** Dataset excerpts **
————————

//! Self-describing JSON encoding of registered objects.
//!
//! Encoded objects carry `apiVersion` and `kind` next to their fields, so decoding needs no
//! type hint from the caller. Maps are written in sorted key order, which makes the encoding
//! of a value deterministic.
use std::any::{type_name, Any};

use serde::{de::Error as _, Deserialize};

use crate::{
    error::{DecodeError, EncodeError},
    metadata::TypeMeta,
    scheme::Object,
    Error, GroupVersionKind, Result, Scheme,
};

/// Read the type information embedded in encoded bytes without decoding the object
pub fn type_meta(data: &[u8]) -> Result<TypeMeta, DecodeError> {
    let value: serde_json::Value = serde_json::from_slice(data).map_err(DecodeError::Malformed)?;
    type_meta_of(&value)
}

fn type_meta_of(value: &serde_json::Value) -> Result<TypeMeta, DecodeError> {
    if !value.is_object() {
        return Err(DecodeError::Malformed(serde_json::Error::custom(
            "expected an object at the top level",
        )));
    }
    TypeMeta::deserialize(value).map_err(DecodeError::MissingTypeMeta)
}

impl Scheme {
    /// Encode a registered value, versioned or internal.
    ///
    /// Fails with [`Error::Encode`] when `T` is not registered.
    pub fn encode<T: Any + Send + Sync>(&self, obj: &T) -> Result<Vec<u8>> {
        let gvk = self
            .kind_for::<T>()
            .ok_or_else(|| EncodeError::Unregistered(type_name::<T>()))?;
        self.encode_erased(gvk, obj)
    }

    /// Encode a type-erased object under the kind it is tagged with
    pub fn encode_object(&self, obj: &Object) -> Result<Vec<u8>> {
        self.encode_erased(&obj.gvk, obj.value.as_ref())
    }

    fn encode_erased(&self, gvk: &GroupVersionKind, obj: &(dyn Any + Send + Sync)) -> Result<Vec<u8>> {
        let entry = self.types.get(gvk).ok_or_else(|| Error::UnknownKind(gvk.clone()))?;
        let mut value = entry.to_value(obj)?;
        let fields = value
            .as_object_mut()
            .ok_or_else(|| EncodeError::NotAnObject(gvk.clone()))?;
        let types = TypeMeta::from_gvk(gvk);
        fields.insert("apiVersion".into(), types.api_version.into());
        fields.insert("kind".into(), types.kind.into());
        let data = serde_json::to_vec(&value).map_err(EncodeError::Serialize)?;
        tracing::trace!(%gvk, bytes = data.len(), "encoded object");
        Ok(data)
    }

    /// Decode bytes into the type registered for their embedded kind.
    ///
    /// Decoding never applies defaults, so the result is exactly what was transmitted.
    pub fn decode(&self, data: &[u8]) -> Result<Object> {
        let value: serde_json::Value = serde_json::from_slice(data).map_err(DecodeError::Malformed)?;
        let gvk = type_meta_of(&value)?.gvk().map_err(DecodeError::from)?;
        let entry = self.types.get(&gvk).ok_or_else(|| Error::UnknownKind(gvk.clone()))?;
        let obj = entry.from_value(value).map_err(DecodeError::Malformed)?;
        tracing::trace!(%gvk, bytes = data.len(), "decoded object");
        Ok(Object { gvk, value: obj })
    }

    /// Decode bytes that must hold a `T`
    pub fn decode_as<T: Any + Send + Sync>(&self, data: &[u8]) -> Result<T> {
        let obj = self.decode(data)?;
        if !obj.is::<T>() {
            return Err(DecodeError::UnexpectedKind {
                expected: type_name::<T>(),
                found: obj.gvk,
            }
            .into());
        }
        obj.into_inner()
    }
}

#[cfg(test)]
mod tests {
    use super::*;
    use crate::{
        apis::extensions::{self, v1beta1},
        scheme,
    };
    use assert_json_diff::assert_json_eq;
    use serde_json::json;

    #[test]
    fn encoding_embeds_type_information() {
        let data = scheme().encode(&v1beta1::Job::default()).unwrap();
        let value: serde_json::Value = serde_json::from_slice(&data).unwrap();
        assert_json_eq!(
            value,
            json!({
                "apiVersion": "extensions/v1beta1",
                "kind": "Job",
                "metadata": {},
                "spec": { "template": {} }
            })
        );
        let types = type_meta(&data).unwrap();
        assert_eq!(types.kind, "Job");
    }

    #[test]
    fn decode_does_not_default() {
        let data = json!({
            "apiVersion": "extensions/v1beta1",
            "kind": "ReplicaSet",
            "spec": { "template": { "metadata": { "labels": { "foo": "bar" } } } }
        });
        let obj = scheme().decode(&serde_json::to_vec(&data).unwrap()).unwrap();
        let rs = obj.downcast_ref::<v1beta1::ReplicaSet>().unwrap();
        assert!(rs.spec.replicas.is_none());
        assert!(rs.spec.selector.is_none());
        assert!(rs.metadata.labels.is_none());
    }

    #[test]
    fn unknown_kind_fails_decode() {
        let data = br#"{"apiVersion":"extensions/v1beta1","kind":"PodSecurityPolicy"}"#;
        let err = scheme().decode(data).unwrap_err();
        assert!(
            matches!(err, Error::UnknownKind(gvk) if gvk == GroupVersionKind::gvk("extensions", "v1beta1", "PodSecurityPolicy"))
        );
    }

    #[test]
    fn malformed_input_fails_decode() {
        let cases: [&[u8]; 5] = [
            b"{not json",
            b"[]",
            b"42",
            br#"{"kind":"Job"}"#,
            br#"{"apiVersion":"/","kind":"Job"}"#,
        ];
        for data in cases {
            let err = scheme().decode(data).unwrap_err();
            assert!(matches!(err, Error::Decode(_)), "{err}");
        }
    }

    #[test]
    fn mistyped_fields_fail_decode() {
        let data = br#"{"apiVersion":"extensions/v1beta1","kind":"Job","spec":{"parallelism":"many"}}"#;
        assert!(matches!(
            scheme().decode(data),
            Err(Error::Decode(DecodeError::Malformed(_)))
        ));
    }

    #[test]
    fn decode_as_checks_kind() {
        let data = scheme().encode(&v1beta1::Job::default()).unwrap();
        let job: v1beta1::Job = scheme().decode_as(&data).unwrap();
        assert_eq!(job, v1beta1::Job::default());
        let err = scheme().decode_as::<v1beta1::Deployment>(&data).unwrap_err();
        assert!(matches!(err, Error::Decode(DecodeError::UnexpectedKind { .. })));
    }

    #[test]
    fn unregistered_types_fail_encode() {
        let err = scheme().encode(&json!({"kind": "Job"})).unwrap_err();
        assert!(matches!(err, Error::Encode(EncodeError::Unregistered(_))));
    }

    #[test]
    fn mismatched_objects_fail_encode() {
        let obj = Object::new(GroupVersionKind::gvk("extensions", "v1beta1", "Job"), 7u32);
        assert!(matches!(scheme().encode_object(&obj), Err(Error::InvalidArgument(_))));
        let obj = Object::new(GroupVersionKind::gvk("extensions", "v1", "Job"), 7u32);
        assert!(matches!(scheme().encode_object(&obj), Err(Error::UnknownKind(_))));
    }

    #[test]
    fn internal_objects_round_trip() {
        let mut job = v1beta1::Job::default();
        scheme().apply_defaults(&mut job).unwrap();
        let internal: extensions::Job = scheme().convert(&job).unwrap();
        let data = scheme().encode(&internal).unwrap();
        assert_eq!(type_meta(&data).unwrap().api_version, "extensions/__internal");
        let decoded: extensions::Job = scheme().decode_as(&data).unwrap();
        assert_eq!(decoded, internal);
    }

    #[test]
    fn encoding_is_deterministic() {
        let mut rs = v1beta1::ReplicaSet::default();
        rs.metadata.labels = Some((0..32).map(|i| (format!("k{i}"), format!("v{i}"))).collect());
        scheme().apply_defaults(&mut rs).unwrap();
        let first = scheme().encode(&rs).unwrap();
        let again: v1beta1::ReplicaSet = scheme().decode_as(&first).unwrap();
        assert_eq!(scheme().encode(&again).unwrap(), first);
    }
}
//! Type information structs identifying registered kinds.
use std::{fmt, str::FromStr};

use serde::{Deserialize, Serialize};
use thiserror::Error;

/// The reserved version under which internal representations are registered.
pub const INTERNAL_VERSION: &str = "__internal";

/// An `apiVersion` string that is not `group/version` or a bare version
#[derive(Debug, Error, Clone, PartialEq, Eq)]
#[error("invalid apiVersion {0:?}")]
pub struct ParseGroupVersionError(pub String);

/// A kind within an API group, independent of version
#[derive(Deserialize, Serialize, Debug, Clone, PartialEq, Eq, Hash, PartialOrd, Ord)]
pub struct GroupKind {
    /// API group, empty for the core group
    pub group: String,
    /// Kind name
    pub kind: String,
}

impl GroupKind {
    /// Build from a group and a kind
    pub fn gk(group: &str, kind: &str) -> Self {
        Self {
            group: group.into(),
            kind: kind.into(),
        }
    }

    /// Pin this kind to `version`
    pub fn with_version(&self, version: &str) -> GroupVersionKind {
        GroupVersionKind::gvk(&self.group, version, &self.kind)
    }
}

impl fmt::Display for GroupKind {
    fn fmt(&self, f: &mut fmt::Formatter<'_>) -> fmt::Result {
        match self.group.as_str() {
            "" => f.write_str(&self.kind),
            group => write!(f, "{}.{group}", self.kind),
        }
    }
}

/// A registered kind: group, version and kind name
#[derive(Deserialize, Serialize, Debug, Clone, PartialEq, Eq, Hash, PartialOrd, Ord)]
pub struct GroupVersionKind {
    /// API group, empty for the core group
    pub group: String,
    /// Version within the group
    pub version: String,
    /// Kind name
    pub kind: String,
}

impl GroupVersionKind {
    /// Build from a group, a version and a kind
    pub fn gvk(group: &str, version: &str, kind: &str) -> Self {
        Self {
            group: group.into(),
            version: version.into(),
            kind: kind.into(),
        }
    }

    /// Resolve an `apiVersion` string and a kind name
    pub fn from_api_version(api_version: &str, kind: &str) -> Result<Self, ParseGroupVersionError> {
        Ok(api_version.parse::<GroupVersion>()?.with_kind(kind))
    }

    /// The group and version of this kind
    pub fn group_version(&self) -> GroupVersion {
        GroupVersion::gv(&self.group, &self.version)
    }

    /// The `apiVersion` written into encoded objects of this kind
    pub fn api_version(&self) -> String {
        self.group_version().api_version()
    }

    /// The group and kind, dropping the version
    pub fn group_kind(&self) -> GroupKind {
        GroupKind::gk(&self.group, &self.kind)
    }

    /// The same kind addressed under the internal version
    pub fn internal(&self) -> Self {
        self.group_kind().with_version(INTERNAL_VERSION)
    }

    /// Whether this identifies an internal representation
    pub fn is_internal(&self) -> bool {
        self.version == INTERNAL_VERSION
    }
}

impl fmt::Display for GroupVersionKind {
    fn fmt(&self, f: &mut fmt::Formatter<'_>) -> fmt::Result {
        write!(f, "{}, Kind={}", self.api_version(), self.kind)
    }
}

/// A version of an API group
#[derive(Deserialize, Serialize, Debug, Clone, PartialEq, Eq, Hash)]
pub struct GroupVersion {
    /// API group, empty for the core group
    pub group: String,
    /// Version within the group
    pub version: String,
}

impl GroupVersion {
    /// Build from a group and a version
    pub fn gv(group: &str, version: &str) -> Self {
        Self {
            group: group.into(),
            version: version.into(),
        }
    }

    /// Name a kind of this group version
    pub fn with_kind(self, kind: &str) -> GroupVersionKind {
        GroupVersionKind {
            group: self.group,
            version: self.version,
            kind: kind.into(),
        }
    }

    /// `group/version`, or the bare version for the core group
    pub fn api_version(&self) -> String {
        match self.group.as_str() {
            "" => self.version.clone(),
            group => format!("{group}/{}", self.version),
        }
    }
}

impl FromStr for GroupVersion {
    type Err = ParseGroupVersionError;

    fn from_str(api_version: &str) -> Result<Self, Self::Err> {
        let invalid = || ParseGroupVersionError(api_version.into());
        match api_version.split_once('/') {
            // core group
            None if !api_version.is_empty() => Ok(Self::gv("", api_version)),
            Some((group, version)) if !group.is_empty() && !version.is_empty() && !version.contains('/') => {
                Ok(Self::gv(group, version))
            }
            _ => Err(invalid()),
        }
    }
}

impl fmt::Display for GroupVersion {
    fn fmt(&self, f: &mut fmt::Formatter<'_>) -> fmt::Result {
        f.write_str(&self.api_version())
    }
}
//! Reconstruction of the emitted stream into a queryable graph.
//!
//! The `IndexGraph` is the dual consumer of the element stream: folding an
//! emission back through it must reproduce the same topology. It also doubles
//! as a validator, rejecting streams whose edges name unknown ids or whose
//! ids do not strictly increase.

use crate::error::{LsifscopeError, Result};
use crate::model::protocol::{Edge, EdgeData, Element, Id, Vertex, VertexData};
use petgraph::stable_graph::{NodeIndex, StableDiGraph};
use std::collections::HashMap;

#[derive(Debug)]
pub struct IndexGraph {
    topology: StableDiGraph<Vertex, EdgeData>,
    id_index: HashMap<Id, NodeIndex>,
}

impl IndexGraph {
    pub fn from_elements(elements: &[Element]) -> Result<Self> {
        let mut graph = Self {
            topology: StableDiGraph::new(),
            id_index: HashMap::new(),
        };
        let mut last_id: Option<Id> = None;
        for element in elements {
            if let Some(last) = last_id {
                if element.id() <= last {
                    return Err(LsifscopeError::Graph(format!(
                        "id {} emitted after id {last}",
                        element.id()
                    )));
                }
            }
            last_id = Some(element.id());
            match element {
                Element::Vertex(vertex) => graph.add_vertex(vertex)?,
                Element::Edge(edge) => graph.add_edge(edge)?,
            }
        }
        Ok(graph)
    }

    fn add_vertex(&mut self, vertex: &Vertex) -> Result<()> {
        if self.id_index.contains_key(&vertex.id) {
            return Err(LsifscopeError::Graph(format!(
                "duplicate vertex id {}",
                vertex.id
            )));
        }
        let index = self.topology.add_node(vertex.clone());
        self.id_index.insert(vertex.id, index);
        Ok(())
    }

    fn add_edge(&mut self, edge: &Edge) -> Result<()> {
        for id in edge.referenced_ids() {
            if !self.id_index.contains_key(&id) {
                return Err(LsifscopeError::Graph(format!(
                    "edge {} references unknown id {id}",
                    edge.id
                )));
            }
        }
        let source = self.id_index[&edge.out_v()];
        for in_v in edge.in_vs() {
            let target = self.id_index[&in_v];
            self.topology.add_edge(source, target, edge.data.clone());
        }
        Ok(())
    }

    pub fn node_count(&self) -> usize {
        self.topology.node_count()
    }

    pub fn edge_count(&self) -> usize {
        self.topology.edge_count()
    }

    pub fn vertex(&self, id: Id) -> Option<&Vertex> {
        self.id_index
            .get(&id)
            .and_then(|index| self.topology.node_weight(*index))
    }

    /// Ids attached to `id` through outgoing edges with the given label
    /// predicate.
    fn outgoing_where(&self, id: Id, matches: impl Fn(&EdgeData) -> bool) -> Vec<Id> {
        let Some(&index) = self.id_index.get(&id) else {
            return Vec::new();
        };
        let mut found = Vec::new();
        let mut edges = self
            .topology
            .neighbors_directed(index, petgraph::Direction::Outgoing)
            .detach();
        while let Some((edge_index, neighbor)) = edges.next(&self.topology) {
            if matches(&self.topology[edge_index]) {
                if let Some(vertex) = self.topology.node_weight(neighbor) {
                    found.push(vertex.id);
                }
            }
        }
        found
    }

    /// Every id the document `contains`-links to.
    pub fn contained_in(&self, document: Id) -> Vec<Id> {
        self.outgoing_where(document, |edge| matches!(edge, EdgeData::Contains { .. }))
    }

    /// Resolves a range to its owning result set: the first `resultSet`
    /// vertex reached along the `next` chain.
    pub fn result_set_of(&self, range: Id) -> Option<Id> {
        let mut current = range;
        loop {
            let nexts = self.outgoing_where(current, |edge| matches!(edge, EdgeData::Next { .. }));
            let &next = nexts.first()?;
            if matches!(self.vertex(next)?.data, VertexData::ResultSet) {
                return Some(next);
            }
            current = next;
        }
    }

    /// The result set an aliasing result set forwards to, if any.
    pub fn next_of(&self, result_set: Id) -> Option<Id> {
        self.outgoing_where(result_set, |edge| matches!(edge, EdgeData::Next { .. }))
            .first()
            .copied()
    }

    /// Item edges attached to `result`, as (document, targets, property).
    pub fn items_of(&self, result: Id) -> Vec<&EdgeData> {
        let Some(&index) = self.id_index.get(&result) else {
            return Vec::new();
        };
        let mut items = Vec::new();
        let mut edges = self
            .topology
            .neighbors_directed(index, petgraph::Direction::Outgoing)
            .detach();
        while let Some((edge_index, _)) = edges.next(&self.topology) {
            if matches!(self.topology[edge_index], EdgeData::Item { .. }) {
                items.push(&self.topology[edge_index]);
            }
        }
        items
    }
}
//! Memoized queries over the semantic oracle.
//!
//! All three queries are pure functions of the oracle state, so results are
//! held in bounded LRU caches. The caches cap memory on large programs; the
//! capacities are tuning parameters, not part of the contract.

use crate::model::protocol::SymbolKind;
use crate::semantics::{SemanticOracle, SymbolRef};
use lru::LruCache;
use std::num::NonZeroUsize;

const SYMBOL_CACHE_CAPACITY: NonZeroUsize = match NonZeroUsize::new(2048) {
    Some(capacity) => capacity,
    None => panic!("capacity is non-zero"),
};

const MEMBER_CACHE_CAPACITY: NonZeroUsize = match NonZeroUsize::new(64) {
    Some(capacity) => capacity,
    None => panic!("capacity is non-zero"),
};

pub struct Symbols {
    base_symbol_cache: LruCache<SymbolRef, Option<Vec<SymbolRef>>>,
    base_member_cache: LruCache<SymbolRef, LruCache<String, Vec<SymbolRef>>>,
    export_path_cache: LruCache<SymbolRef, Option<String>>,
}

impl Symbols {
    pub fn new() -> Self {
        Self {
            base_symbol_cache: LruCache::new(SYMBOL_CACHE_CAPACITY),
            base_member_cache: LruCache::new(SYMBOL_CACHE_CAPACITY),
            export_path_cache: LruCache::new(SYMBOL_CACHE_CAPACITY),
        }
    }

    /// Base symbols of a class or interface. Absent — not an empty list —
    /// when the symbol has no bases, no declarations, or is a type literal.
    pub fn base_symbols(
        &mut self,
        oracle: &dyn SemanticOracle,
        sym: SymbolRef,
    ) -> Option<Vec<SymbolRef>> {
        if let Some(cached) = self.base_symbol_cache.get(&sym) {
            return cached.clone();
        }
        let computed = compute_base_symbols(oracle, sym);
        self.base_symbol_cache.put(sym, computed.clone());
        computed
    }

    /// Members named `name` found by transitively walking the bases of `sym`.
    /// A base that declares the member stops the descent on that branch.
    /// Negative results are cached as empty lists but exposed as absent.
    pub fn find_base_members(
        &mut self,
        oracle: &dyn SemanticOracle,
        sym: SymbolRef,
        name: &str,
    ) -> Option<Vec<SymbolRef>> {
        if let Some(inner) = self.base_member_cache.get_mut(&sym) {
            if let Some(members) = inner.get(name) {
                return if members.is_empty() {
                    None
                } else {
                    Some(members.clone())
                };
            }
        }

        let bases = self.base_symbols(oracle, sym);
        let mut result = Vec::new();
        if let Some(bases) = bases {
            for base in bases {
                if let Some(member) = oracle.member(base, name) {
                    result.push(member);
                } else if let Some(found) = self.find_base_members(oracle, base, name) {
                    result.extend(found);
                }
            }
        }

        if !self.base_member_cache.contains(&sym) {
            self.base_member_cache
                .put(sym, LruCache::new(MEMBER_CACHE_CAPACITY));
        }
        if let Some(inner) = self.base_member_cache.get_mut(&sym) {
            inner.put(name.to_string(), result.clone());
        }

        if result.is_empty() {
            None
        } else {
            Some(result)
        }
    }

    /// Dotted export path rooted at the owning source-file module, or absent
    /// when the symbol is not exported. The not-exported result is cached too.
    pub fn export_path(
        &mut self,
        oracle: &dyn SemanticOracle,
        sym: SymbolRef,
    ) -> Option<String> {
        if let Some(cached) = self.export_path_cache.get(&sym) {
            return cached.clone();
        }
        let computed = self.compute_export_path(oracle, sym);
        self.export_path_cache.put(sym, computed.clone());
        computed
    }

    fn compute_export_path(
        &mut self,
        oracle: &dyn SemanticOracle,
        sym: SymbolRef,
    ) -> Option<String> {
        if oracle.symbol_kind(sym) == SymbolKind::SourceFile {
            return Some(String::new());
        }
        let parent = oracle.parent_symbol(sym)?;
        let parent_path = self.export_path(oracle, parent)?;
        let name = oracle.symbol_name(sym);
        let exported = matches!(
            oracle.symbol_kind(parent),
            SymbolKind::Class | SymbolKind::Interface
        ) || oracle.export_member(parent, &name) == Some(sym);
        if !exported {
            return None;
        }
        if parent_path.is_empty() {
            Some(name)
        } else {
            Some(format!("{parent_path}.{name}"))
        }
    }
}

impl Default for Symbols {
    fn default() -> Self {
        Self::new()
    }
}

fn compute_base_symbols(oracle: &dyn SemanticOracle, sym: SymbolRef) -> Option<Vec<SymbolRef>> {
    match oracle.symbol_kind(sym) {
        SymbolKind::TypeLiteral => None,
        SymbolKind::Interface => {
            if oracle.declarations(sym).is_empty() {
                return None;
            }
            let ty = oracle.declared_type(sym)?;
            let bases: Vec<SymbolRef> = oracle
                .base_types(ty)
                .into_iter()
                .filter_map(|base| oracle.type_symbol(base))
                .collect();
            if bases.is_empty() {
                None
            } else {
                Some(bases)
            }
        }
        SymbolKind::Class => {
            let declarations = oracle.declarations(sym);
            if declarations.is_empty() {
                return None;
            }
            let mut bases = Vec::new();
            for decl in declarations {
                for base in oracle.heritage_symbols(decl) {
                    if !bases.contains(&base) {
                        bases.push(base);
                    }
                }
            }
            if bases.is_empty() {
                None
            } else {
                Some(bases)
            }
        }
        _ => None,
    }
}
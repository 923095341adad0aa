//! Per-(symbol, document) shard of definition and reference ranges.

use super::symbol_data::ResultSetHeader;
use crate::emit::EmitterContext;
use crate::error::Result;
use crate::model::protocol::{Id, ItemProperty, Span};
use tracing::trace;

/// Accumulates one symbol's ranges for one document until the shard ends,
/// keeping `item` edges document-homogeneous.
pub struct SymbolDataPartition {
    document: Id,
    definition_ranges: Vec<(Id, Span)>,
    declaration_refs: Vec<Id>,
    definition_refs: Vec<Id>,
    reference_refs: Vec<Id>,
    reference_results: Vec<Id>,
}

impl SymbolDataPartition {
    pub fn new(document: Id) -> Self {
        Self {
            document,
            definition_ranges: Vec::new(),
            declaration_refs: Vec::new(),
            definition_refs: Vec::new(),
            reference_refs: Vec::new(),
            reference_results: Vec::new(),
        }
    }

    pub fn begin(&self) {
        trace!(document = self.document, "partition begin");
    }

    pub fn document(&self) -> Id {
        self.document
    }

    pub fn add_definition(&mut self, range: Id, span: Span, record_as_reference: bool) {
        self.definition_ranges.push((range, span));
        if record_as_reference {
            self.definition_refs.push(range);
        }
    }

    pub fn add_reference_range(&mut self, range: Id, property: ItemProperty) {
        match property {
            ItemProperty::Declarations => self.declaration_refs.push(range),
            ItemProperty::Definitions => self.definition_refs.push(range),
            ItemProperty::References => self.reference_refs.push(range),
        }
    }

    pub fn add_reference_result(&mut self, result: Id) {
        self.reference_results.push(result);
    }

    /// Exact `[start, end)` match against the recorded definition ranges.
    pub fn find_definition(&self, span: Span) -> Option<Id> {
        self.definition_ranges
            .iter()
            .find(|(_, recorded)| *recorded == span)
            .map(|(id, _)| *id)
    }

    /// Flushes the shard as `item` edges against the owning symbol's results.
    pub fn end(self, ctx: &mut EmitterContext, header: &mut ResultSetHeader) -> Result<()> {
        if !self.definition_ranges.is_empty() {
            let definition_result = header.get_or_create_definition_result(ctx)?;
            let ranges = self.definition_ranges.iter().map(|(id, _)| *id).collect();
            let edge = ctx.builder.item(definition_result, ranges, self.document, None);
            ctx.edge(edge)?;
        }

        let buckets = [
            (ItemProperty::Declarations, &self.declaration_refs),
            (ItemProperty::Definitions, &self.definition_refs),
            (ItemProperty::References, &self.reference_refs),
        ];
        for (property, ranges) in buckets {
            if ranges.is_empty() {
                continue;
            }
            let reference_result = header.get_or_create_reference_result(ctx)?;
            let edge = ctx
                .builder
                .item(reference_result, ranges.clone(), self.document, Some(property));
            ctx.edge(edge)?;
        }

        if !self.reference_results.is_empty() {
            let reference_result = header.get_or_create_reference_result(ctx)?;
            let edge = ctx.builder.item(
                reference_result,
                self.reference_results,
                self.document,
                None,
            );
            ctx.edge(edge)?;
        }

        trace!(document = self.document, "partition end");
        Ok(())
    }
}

————————

** What is needed **
Go back to the listing above. Copy word for word the lines from the one with "let first = scheme().encode(&rs).unwrap();" through the one with "independent of version", and nothing more.

** Written solution **
        let first = scheme().encode(&rs).unwrap();
        let again: v1beta1::ReplicaSet = scheme().decode_as(&first).unwrap();
        assert_eq!(scheme().encode(&again).unwrap(), first);
    }
}
//! Type information structs identifying registered kinds.
use std::{fmt, str::FromStr};

use serde::{Deserialize, Serialize};
use thiserror::Error;

/// The reserved version under which internal representations are registered.
pub const INTERNAL_VERSION: &str = "__internal";

/// An `apiVersion` string that is not `group/version` or a bare version
#[derive(Debug, Error, Clone, PartialEq, Eq)]
#[error("invalid apiVersion {0:?}")]
pub struct ParseGroupVersionError(pub String);

/// A kind within an API group, independent of version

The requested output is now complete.